About this task
Lines below starting with the line with "top of defaults." and going on through the line with "pub struct JarvisConfigFile" must be output exactly; the rest of the records must be left out.

Supplied entries START

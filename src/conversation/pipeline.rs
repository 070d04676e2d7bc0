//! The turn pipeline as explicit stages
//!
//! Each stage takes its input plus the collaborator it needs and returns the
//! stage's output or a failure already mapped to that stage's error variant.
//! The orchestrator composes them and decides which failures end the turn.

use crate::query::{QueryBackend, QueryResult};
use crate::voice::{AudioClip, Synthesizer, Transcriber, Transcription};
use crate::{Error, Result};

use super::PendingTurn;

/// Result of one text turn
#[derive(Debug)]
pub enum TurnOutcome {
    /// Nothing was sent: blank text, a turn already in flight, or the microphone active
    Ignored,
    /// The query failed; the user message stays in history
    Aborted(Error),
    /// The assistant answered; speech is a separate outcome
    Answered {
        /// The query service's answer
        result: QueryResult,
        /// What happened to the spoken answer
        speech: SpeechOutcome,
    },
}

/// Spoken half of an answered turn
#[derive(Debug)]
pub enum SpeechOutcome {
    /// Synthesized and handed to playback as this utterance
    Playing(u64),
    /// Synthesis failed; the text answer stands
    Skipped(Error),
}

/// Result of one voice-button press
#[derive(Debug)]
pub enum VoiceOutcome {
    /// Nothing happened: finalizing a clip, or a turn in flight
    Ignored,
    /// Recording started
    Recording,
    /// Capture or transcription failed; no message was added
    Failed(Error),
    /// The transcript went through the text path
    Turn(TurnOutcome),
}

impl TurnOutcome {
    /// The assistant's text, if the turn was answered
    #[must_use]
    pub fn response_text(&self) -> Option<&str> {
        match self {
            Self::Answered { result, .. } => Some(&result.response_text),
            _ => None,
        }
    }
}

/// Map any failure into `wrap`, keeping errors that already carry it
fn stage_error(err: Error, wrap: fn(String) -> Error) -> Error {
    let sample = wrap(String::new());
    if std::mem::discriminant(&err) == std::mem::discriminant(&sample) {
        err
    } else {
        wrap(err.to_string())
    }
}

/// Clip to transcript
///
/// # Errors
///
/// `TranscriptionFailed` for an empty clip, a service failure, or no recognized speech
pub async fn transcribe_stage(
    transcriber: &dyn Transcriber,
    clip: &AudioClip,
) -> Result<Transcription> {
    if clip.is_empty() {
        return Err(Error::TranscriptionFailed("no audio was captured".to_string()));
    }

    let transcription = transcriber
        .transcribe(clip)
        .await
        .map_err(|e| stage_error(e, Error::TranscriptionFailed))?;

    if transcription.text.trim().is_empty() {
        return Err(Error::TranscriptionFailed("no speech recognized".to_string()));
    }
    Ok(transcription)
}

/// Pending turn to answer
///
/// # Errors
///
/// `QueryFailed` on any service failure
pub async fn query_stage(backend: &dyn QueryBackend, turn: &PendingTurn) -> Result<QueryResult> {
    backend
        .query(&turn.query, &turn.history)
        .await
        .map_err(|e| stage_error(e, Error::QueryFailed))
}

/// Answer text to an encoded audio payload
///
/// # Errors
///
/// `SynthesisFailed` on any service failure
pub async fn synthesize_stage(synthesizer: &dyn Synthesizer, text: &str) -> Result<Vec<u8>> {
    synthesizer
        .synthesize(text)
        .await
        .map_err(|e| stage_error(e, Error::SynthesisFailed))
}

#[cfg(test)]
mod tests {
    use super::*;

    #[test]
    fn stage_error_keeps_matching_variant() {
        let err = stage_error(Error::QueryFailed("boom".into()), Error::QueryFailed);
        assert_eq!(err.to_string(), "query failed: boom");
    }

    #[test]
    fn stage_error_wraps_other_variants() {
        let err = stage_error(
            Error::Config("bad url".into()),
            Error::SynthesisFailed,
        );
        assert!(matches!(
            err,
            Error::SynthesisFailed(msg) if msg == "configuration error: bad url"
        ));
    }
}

Supplied entries END
Supplied entries START

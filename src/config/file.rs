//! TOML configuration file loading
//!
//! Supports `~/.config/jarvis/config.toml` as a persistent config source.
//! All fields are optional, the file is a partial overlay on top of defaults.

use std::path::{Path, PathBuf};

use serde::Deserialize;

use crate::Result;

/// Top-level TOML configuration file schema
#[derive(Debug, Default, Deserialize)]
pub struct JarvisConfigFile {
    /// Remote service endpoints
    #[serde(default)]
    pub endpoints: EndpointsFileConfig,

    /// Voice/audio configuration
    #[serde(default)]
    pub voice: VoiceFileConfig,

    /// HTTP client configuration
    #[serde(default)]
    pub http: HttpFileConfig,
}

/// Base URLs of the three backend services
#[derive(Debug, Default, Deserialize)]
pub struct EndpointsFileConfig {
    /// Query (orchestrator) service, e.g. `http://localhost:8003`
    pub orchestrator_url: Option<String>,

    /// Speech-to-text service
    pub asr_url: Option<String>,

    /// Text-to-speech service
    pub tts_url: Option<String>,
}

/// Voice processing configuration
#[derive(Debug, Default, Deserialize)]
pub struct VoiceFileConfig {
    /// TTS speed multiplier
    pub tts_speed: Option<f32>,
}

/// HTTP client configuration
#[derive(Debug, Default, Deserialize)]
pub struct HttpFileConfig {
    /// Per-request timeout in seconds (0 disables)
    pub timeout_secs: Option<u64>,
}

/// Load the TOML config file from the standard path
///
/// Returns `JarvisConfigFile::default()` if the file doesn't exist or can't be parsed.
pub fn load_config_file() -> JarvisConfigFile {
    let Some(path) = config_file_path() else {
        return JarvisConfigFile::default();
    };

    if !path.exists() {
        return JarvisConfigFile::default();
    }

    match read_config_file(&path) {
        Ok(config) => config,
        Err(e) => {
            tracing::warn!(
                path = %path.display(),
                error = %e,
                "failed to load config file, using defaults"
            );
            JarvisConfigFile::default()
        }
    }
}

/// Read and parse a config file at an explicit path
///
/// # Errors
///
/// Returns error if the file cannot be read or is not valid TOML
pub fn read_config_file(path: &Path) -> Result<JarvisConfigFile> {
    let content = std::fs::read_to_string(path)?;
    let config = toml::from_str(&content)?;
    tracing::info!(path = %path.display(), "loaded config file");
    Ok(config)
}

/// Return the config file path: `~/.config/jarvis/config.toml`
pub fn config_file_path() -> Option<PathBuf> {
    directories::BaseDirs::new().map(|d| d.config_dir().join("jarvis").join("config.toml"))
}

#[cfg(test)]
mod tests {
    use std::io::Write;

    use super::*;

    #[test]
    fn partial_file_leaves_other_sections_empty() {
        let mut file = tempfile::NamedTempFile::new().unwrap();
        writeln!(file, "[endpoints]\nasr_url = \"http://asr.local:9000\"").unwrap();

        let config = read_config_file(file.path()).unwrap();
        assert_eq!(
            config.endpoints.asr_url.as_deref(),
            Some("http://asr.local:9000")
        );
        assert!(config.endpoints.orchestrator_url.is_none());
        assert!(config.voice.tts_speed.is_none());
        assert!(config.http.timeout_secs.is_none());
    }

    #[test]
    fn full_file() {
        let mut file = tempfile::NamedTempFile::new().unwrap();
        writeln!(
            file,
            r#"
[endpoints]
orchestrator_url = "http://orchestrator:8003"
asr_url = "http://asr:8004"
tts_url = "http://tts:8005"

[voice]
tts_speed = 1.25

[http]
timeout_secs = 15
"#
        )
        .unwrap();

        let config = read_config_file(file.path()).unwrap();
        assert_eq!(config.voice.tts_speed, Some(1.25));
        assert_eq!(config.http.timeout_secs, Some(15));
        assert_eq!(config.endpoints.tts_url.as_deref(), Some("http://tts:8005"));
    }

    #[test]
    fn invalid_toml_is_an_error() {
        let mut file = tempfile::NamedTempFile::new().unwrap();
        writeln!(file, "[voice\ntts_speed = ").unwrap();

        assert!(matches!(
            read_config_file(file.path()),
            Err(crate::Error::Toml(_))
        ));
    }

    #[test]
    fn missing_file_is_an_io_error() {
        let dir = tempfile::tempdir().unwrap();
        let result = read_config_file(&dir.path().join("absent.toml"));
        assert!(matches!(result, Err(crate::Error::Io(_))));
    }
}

Supplied entries END
Supplied entries START

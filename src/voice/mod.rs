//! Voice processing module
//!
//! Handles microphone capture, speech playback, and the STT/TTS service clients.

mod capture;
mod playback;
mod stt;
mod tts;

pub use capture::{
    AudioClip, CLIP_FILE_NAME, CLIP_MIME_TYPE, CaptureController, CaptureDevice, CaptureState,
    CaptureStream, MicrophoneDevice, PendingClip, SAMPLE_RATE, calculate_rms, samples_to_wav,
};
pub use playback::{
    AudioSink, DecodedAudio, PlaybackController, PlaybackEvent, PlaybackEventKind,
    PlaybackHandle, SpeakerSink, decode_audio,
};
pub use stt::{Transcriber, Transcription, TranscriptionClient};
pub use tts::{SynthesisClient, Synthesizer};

Supplied entries END

Output below
//! All fields are optional, the file is a partial overlay on top of defaults.

use std::path::{Path, PathBuf};

use serde::Deserialize;

use crate::Result;

/// Top-level TOML configuration file schema
#[derive(Debug, Default, Deserialize)]
pub struct JarvisConfigFile {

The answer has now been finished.